Rhett Allain scrive su Wired una panoramica su come funziona la chitarra e, di conseguenza, come funzionano le onde stazionarie (e la serie armonica?).
Una delle grandi conquiste della fisica moderna è, senza dubbio, l’aver sviluppato una descrizione completa delle onde. Dalla luce ai terremoti, le perturbazioni periodiche che si propagano in giro sono dappertutto. Un tipo di esse, le onde sonore, sono centrali per moltissime culture umane, sia per quanto riguarda la loro produzione, sia per quanto riguarda il loro ascolto.
Dopo una corposa introduzione, l’autore poi fa un paio di conticini interessanti utilizzando i parametri di una corda di chitarra:
…it could oscillate at 330 Hz. In terms of musical notes, that’s an E. Let’s also assume that the length of the string is 76.5 centimeters (30 inches). From this string length we can get a wavelength of 1.53 meters. […] What if I want to play a G note, or 391 Hz, on the same string? I can do that by using my finger to push the string down on the fretboard. This effectively changes the length of the string and changes the wavelength. We can do the math and find that with an effective length of 64.6 centimeters (25.4 inches), the wavelength will decrease enough to cause the frequency to increase to 391 Hz.
Naturalmente, nonostante la chitarra sia molto popolare nella musica leggera degli ultimi decenni, non è l’unico strumento musicale interessante da studiare. La creatività umana sul globo terraqueo, nell’inventare strumenti musicali e anche a ricavarne da oggetti prima pensati per altri usi, è vasta, Jennifer Ouelette, per Ars Technica parla del bundegan e del didgeridoo. Il primo è uno strumento indonesiano ricavato da un riparo per la pioggia:
The bundengan originated with Indonesian duck hunters as protection from rain and other adverse conditions while in the field, doubling as a musical instrument to pass the time. It’s a half-dome structure woven out of bamboo splits to form a lattice grid, crisscrossed at the top to form the dome. That dome is then coated with layers of bamboo sheaths held in place with sugar palm fibers. Musicians typically sit cross-legged inside the dome-shaped resonator and pluck the strings and bars to play. The strings produce metallic sounds while the plates inside generate percussive drum-like sounds.
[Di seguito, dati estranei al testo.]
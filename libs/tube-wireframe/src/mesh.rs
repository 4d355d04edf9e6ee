//! # Mesh Data Structure
//!
//! Face-list mesh representation. Each face owns its three corner indices
//! plus per-corner normals and UVs, so shading attributes may differ between
//! faces that share a point.

use config::constants::approx_zero;
use glam::{DVec2, DVec3};

use crate::error::MeshError;

/// A triangular face with per-corner shading attributes.
#[derive(Debug, Clone, Copy, PartialEq)]
pub struct Face {
    /// First corner index
    pub a: u32,
    /// Second corner index
    pub b: u32,
    /// Third corner index
    pub c: u32,
    /// Face normal
    pub normal: DVec3,
    /// Normals at corners a, b, c
    pub vertex_normals: [DVec3; 3],
    /// Texture coordinates at corners a, b, c
    pub vertex_uvs: [DVec2; 3],
}

impl Face {
    /// Creates a face with no shading attributes.
    pub fn new(a: u32, b: u32, c: u32) -> Self {
        Self {
            a,
            b,
            c,
            normal: DVec3::ZERO,
            vertex_normals: [DVec3::ZERO; 3],
            vertex_uvs: [DVec2::ZERO; 3],
        }
    }

    /// Returns the corner indices as `[a, b, c]`.
    #[inline]
    pub fn corners(&self) -> [u32; 3] {
        [self.a, self.b, self.c]
    }
}

/// A triangle mesh stored as a point list and a face list.
///
/// All geometry calculations use f64 internally. Export to f32 only
/// happens at the GPU boundary.
///
/// # Example
///
/// ```rust
/// use tube_wireframe::Mesh;
/// use glam::DVec3;
///
/// let mut mesh = Mesh::new();
/// mesh.add_vertex(DVec3::new(0.0, 0.0, 0.0));
/// mesh.add_vertex(DVec3::new(1.0, 0.0, 0.0));
/// mesh.add_vertex(DVec3::new(0.0, 1.0, 0.0));
/// mesh.add_triangle(0, 1, 2);
/// assert_eq!(mesh.face_count(), 1);
/// ```
#[derive(Debug, Clone, Default)]
pub struct Mesh {
    /// Point positions (f64 for precision)
    vertices: Vec<DVec3>,
    /// Faces referencing `vertices`
    faces: Vec<Face>,
    /// Optional untransformed positions, one per vertex
    base_positions: Option<Vec<DVec3>>,
}

impl Mesh {
    /// Creates an empty mesh.
    pub fn new() -> Self {
        Self::default()
    }

    /// Creates a mesh with pre-allocated capacity.
    pub fn with_capacity(vertex_count: usize, face_count: usize) -> Self {
        Self {
            vertices: Vec::with_capacity(vertex_count),
            faces: Vec::with_capacity(face_count),
            base_positions: None,
        }
    }

    /// Creates a mesh from positions and corner triples.
    pub fn from_triangles(vertices: Vec<DVec3>, triangles: &[[u32; 3]]) -> Self {
        let faces = triangles
            .iter()
            .map(|&[a, b, c]| Face::new(a, b, c))
            .collect();
        Self {
            vertices,
            faces,
            base_positions: None,
        }
    }

    /// Creates a mesh from quads, splitting each into the face pair the
    /// paired wireframe modes expect.
    ///
    /// Quad `[a, b, c, d]` becomes faces `(a, b, d)` and `(b, c, d)`.
    ///
    /// # Example
    ///
    /// ```rust
    /// use tube_wireframe::Mesh;
    /// use glam::DVec3;
    ///
    /// let points = vec![DVec3::ZERO, DVec3::Y, DVec3::new(1.0, 1.0, 0.0), DVec3::X];
    /// let mesh = Mesh::from_quads(points, &[[0, 1, 2, 3]]);
    /// assert_eq!(mesh.face(0).corners(), [0, 1, 3]);
    /// assert_eq!(mesh.face(1).corners(), [1, 2, 3]);
    /// ```
    pub fn from_quads(vertices: Vec<DVec3>, quads: &[[u32; 4]]) -> Self {
        let mut mesh = Self::with_capacity(vertices.len(), quads.len() * 2);
        mesh.vertices = vertices;
        for &[a, b, c, d] in quads {
            mesh.add_triangle(a, b, d);
            mesh.add_triangle(b, c, d);
        }
        mesh
    }

    /// Returns the number of vertices.
    #[inline]
    pub fn vertex_count(&self) -> usize {
        self.vertices.len()
    }

    /// Returns the number of faces.
    #[inline]
    pub fn face_count(&self) -> usize {
        self.faces.len()
    }

    /// Returns true if the mesh is empty.
    #[inline]
    pub fn is_empty(&self) -> bool {
        self.vertices.is_empty()
    }

    /// Adds a vertex and returns its index.
    pub fn add_vertex(&mut self, position: DVec3) -> u32 {
        let index = self.vertices.len() as u32;
        self.vertices.push(position);
        index
    }

    /// Adds a triangle by vertex indices.
    pub fn add_triangle(&mut self, v0: u32, v1: u32, v2: u32) {
        self.faces.push(Face::new(v0, v1, v2));
    }

    /// Adds a face with its shading attributes.
    pub fn add_face(&mut self, face: Face) {
        self.faces.push(face);
    }

    /// Returns a reference to the vertices.
    #[inline]
    pub fn vertices(&self) -> &[DVec3] {
        &self.vertices
    }

    /// Returns a reference to the faces.
    #[inline]
    pub fn faces(&self) -> &[Face] {
        &self.faces
    }

    /// Returns the vertex at the given index.
    #[inline]
    pub fn vertex(&self, index: u32) -> DVec3 {
        self.vertices[index as usize]
    }

    /// Returns the face at the given index.
    #[inline]
    pub fn face(&self, index: usize) -> &Face {
        &self.faces[index]
    }

    /// Sets the per-vertex base positions.
    pub fn set_base_positions(&mut self, base_positions: Vec<DVec3>) {
        self.base_positions = Some(base_positions);
    }

    /// Returns the per-vertex base positions.
    pub fn base_positions(&self) -> Option<&[DVec3]> {
        self.base_positions.as_deref()
    }

    /// Recomputes every face normal from the corner positions.
    ///
    /// Zero-area faces and faces with out-of-range corners get a zero normal.
    pub fn compute_face_normals(&mut self) {
        for face in &mut self.faces {
            let corner = |i: u32| self.vertices.get(i as usize).copied();
            let (Some(v0), Some(v1), Some(v2)) = (corner(face.a), corner(face.b), corner(face.c))
            else {
                face.normal = DVec3::ZERO;
                continue;
            };
            let normal = (v1 - v0).cross(v2 - v0);
            let len = normal.length();
            face.normal = if approx_zero(len) {
                DVec3::ZERO
            } else {
                normal / len
            };
        }
    }

    /// Checks every face corner refers to an existing vertex.
    pub fn check_indices(&self) -> Result<(), MeshError> {
        let point_count = self.vertices.len();
        for (face_index, face) in self.faces.iter().enumerate() {
            if let Some(&index) = face
                .corners()
                .iter()
                .find(|&&i| i as usize >= point_count)
            {
                return Err(MeshError::IndexOutOfRange {
                    face: face_index,
                    index,
                    point_count,
                });
            }
        }
        Ok(())
    }

    /// Computes the axis-aligned bounding box.
    ///
    /// Returns (min, max) corners of the bounding box.
    pub fn bounding_box(&self) -> (DVec3, DVec3) {
        if self.vertices.is_empty() {
            return (DVec3::ZERO, DVec3::ZERO);
        }

        let mut min = self.vertices[0];
        let mut max = self.vertices[0];

        for v in &self.vertices[1..] {
            min = min.min(*v);
            max = max.max(*v);
        }

        (min, max)
    }

    /// Exports face indices as u32 array for GPU.
    ///
    /// Returns flattened [i0, i1, i2, i0, i1, i2, ...] array.
    pub fn indices_u32(&self) -> Vec<u32> {
        self.faces.iter().flat_map(|f| f.corners()).collect()
    }
}
//! # Options
//!
//! Tube geometry settings and the full option set for
//! [`create_tube_wireframe`](crate::create_tube_wireframe).

use std::fmt;

use config::constants::{
    tube_triangle_count, tube_vertex_count, DEFAULT_LENGTH_SEGMENTS, DEFAULT_OPEN_ENDED,
    DEFAULT_RADIUS_SEGMENTS, DEFAULT_THICKNESS, MAX_VERTICES, MIN_LENGTH_SEGMENTS,
    MIN_RADIUS_SEGMENTS,
};
use glam::DMat4;
use serde::{Deserialize, Serialize};

use crate::error::MeshError;
use crate::mode::WireframeMode;

/// Shape of every generated tube.
///
/// Missing fields take their defaults when deserialized.
///
/// # Example
///
/// ```rust
/// use tube_wireframe::TubeOptions;
///
/// let options: TubeOptions = serde_json::from_str(r#"{ "radiusSegments": 8 }"#).unwrap();
/// assert_eq!(options.radius_segments, 8);
/// assert_eq!(options.thickness, 1.0);
/// ```
#[derive(Debug, Clone, Copy, PartialEq, Serialize, Deserialize)]
#[serde(default, rename_all = "camelCase")]
pub struct TubeOptions {
    /// Tube radius
    pub thickness: f64,
    /// Subdivisions around the tube
    pub radius_segments: u32,
    /// Subdivisions along the tube
    pub length_segments: u32,
    /// Omit the end caps
    pub open_ended: bool,
}

impl Default for TubeOptions {
    fn default() -> Self {
        Self {
            thickness: DEFAULT_THICKNESS,
            radius_segments: DEFAULT_RADIUS_SEGMENTS,
            length_segments: DEFAULT_LENGTH_SEGMENTS,
            open_ended: DEFAULT_OPEN_ENDED,
        }
    }
}

impl TubeOptions {
    /// Checks the options describe a buildable tube.
    ///
    /// # Errors
    ///
    /// Returns [`MeshError::InvalidOptions`] for a bad thickness or too few
    /// segments, and [`MeshError::TooManyVertices`] when a single tube would
    /// exceed [`MAX_VERTICES`].
    pub fn validate(&self) -> Result<(), MeshError> {
        if !self.thickness.is_finite() || self.thickness <= 0.0 {
            return Err(MeshError::invalid_options(format!(
                "thickness must be positive and finite: {}",
                self.thickness
            )));
        }
        if self.radius_segments < MIN_RADIUS_SEGMENTS {
            return Err(MeshError::invalid_options(format!(
                "radius_segments must be >= {MIN_RADIUS_SEGMENTS}: {}",
                self.radius_segments
            )));
        }
        if self.length_segments < MIN_LENGTH_SEGMENTS {
            return Err(MeshError::invalid_options(format!(
                "length_segments must be >= {MIN_LENGTH_SEGMENTS}: {}",
                self.length_segments
            )));
        }
        let count = self.vertex_count();
        if count > MAX_VERTICES {
            return Err(MeshError::TooManyVertices {
                count,
                max: MAX_VERTICES,
            });
        }
        Ok(())
    }

    /// Vertices in one tube built with these options.
    #[inline]
    pub fn vertex_count(&self) -> usize {
        tube_vertex_count(self.radius_segments, self.length_segments, self.open_ended)
    }

    /// Triangles in one tube built with these options.
    #[inline]
    pub fn triangle_count(&self) -> usize {
        tube_triangle_count(self.radius_segments, self.length_segments, self.open_ended)
    }
}

/// Which mesh representation to return.
#[derive(Debug, Clone, Copy, PartialEq, Eq, Default, Serialize, Deserialize)]
#[serde(rename_all = "kebab-case")]
pub enum OutputFormat {
    /// Face-list [`Mesh`](crate::Mesh)
    #[default]
    FaceList,
    /// Indexed [`BufferMesh`](crate::BufferMesh)
    Buffer,
}

/// Predicate deciding which faces contribute cells.
pub type FaceFilter<'a> = dyn Fn(usize, WireframeMode) -> bool + 'a;

/// Options for [`create_tube_wireframe`](crate::create_tube_wireframe).
///
/// # Example
///
/// ```rust
/// use tube_wireframe::{OutputFormat, WireframeMode, WireframeOptions};
///
/// let options = WireframeOptions::new()
///     .with_mode(WireframeMode::Quad)
///     .with_thickness(0.05)
///     .with_radius_segments(6)
///     .with_format(OutputFormat::Buffer);
/// assert_eq!(options.tube.radius_segments, 6);
/// ```
pub struct WireframeOptions<'a> {
    /// Pattern to extract. `None` stands for an unrecognized tag and
    /// produces an empty wireframe.
    pub mode: Option<WireframeMode>,
    /// Face predicate.
    ///
    /// Called once per face in `Triangle` mode but once per face pair (with
    /// the even index of the pair's first face) in every other mode.
    pub filter: Option<Box<FaceFilter<'a>>>,
    /// Tube shape
    pub tube: TubeOptions,
    /// Transform applied to every placed tube
    pub matrix: Option<DMat4>,
    /// Output representation
    pub format: OutputFormat,
}

impl Default for WireframeOptions<'_> {
    fn default() -> Self {
        Self {
            mode: Some(WireframeMode::default()),
            filter: None,
            tube: TubeOptions::default(),
            matrix: None,
            format: OutputFormat::default(),
        }
    }
}

impl fmt::Debug for WireframeOptions<'_> {
    fn fmt(&self, f: &mut fmt::Formatter<'_>) -> fmt::Result {
        f.debug_struct("WireframeOptions")
            .field("mode", &self.mode)
            .field("filter", &self.filter.as_ref().map(|_| "<fn>"))
            .field("tube", &self.tube)
            .field("matrix", &self.matrix)
            .field("format", &self.format)
            .finish()
    }
}

impl<'a> WireframeOptions<'a> {
    /// Creates the default options: triangle mode, unit thickness, four
    /// radial segments, face-list output.
    pub fn new() -> Self {
        Self::default()
    }

    /// Sets the pattern.
    pub fn with_mode(mut self, mode: WireframeMode) -> Self {
        self.mode = Some(mode);
        self
    }

    /// Sets the pattern from its tag. An unknown tag leaves no pattern
    /// selected, which yields an empty wireframe.
    pub fn with_mode_tag(mut self, tag: &str) -> Self {
        self.mode = WireframeMode::from_tag(tag);
        self
    }

    /// Sets the face predicate.
    pub fn with_filter<F>(mut self, filter: F) -> Self
    where
        F: Fn(usize, WireframeMode) -> bool + 'a,
    {
        self.filter = Some(Box::new(filter));
        self
    }

    /// Replaces the tube shape.
    pub fn with_tube(mut self, tube: TubeOptions) -> Self {
        self.tube = tube;
        self
    }

    /// Sets the tube radius.
    pub fn with_thickness(mut self, thickness: f64) -> Self {
        self.tube.thickness = thickness;
        self
    }

    /// Sets the subdivisions around each tube.
    pub fn with_radius_segments(mut self, segments: u32) -> Self {
        self.tube.radius_segments = segments;
        self
    }

    /// Sets the subdivisions along each tube.
    pub fn with_length_segments(mut self, segments: u32) -> Self {
        self.tube.length_segments = segments;
        self
    }

    /// Omits or keeps the tube caps.
    pub fn with_open_ended(mut self, open_ended: bool) -> Self {
        self.tube.open_ended = open_ended;
        self
    }

    /// Sets the transform applied to every placed tube.
    pub fn with_matrix(mut self, matrix: DMat4) -> Self {
        self.matrix = Some(matrix);
        self
    }

    /// Sets the output representation.
    pub fn with_format(mut self, format: OutputFormat) -> Self {
        self.format = format;
        self
    }

    /// Returns true if the filter accepts `face_index` (always, without one).
    #[inline]
    pub fn accepts(&self, face_index: usize, mode: WireframeMode) -> bool {
        self.filter.as_ref().map_or(true, |f| f(face_index, mode))
    }
}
Il secondo, invece, è uno strumento a fiato australiano ricavato da tronchi di eucalipto:
The instrument is constructed from the trunk or large branches of the eucalyptus tree. The trick is to find a live tree with lots of termite activity, such that the trunk has been hollowed out leaving just the living sapwood shell. A suitably hollow trunk is then cut down, cleaned out, the bark removed, the ends trimmed, and the exterior shaped into a long cylinder or cone to produce the final instrument. The longer the instrument, the lower the pitch or key.
Players will vibrate their lips to play the didgeridoo in a manner similar to lip valve instruments like trumpets or trombones, except those use a small mouthpiece attached to the instrument as an interface.
Rimanendo in tema di strumenti a fiato, questi sono un ottimo modo per esplorare la fisicità del suono: le onde sonore infatti sono oscillazioni della pressione locale dell’aria e un apparato chiamato tubo di Rubens è in grado di evidenziarne la propagazione in modo molto chiaro. In questo video della Royal Institution, Anna Ploszajski ne fa una breve dimostrazione, usando una tromba.
Per concludere, in questa puntata della serie The Physics of Music, Ian Johnston, un fisico dell’Università di Sydney, parla degli sviluppi nel panorama musicale e delle possibilità che i compositori si sono ritrovati con l’arrivo dell’elettronica digitale. In fin dei conti, la fisica dei semiconduttori, che ha gettato le basi teoriche per lo sviluppo dei transistor e quindi dell’elettronica digitale contemporanea, è sempre fisica e la musica elettronica è sempre musica.